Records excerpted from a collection

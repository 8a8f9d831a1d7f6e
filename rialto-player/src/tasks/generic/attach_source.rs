//! AttachSource. Builds caps, creates an appsrc per type, and stores it
//! in `streamInfo`. When an audio entry already exists with unequal
//! caps, delegates to the shared switch-source control flow; if
//! re-attaching after a Remove with unequal remembered caps, triggers
//! the same "legacy switch" path.

use super::switch_source;
use crate::context::{GenericPlayerContext, StreamInfo};
use crate::decryption::PlatformAudioHelper;
use crate::error::PlayerError;
use crate::source::RialtoSource;
use crate::worker::PlayerTask;
use gstreamer::prelude::*;
use rialto_common::{MediaSource, MediaSourceType, SourceId};
use std::sync::Arc;

pub struct AttachSource {
    pub source_id: SourceId,
    pub source: MediaSource,
    pub switch_source: bool,
    pub platform_helper: Arc<dyn PlatformAudioHelper>,
}

impl PlayerTask for AttachSource {
    fn execute(&mut self, ctx: &mut GenericPlayerContext) -> Result<(), PlayerError> {
        let source_type = self.source.source_type();
        let has_drm = self.source.has_drm();
        let new_caps = crate::caps::build_caps(&self.source);

        if source_type == MediaSourceType::Audio {
            if let Some(existing) = ctx.stream_info.get(&source_type) {
                let caps_differ = existing.attached_caps.as_ref() != Some(&new_caps);
                if self.switch_source && caps_differ {
                    if let MediaSource::Audio(audio) = &self.source {
                        let app_src = existing.app_src.clone();
                        let resolved =
                            switch_source::perform_switch(ctx, audio, &app_src, self.platform_helper.as_ref())?;
                        if let Some(info) = ctx.stream_info.get_mut(&source_type) {
                            info.attached_caps = Some(resolved);
                        }
                        return Ok(());
                    }
                }
                // Caps updated in place, no helper invocation needed.
                if caps_differ {
                    if let Some(info) = ctx.stream_info.get_mut(&source_type) {
                        info.attached_caps = Some(new_caps);
                    }
                }
                return Ok(());
            }

            // Reattach after RemoveSource(audio).
            if let Some(removed_caps) = ctx.removed_audio_caps.take() {
                if removed_caps != new_caps {
                    if let MediaSource::Audio(audio) = &self.source {
                        let rialto_source = RialtoSource::new();
                        let app_src = rialto_source.build_app_src(source_type, &new_caps);
                        let resolved = switch_source::perform_switch(
                            ctx,
                            audio,
                            &app_src,
                            self.platform_helper.as_ref(),
                        )?;
                        ctx.stream_info.insert(
                            source_type,
                            StreamInfo {
                                source_id: self.source_id,
                                app_src,
                                has_drm,
                                attached_caps: Some(resolved),
                                low_latency: false,
                            },
                        );
                        return Ok(());
                    }
                }
                // Equal caps: no graph surgery, just recreate the
                // appsrc plainly.
            }
        }

        if ctx.stream_info.contains_key(&source_type) {
            return Err(PlayerError::Misuse(format!(
                "source type {source_type:?} already attached"
            )));
        }

        let rialto_source = RialtoSource::new();
        let app_src = rialto_source.build_app_src(source_type, &new_caps);
        link_fresh_source(ctx, source_type, &app_src)?;
        ctx.stream_info.insert(
            source_type,
            StreamInfo {
                source_id: self.source_id,
                app_src,
                has_drm,
                attached_caps: Some(new_caps),
                low_latency: false,
            },
        );
        Ok(())
    }
}

/// Wires a freshly built appsrc into the live pipeline via `decodebin`,
/// dynamically linking its decoded pad to a type-appropriate sink once
/// the caps are known — the generic decodebin/pad-added pattern every
/// appsrc-fed player uses. A no-op until `Load` has constructed a
/// pipeline — attaching sources before Load just populates `streamInfo`
/// for when the graph exists.
fn link_fresh_source(
    ctx: &GenericPlayerContext,
    source_type: MediaSourceType,
    app_src: &gstreamer::Element,
) -> Result<(), PlayerError> {
    let Some(pipeline) = ctx.pipeline.as_ref() else {
        return Ok(());
    };
    let bin = pipeline
        .dynamic_cast_ref::<gstreamer::Bin>()
        .ok_or_else(|| PlayerError::FrameworkFailure("pipeline is not a Bin".into()))?;

    let decodebin = gstreamer::ElementFactory::make("decodebin")
        .build()
        .map_err(|_| PlayerError::FrameworkFailure("failed to create decodebin".into()))?;
    let sink = match source_type {
        MediaSourceType::Video => gstreamer::ElementFactory::make("westerossink")
            .build()
            .or_else(|_| gstreamer::ElementFactory::make("autovideosink").build()),
        MediaSourceType::Audio => gstreamer::ElementFactory::make("autoaudiosink").build(),
        MediaSourceType::Subtitle => gstreamer::ElementFactory::make("fakesink").build(),
    }
    .map_err(|_| PlayerError::FrameworkFailure(format!("no sink factory available for {source_type:?}")))?;

    bin.add_many([app_src, &decodebin, &sink])
        .map_err(|_| PlayerError::FrameworkFailure("failed to add source chain to pipeline".into()))?;
    app_src
        .link(&decodebin)
        .map_err(|_| PlayerError::FrameworkFailure("failed to link appsrc to decodebin".into()))?;

    let sink_for_closure = sink.clone();
    decodebin.connect_pad_added(move |_decodebin, src_pad| {
        let Some(sink_pad) = sink_for_closure.static_pad("sink") else {
            return;
        };
        if sink_pad.is_linked() {
            return;
        }
        if let Err(err) = src_pad.link(&sink_pad) {
            tracing::warn!(?err, "decodebin pad-added link failed");
        }
    });

    for element in [app_src, &decodebin, &sink] {
        element
            .sync_state_with_parent()
            .map_err(|_| PlayerError::FrameworkFailure("failed to sync source chain state".into()))?;
    }

    Ok(())
}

**WHAT THE TASK REQUIRES**. Show the lines where the word "decodebin" appears in the entries.

**SOLUTION TO THIS TASK**.
/// Wires a freshly built appsrc into the live pipeline via `decodebin`,
/// the caps are known — the generic decodebin/pad-added pattern every
    let decodebin = gstreamer::ElementFactory::make("decodebin")
        .map_err(|_| PlayerError::FrameworkFailure("failed to create decodebin".into()))?;
    bin.add_many([app_src, &decodebin, &sink])
        .link(&decodebin)
        .map_err(|_| PlayerError::FrameworkFailure("failed to link appsrc to decodebin".into()))?;
    decodebin.connect_pad_added(move |_decodebin, src_pad| {
            tracing::warn!(?err, "decodebin pad-added link failed");
    for element in [app_src, &decodebin, &sink] {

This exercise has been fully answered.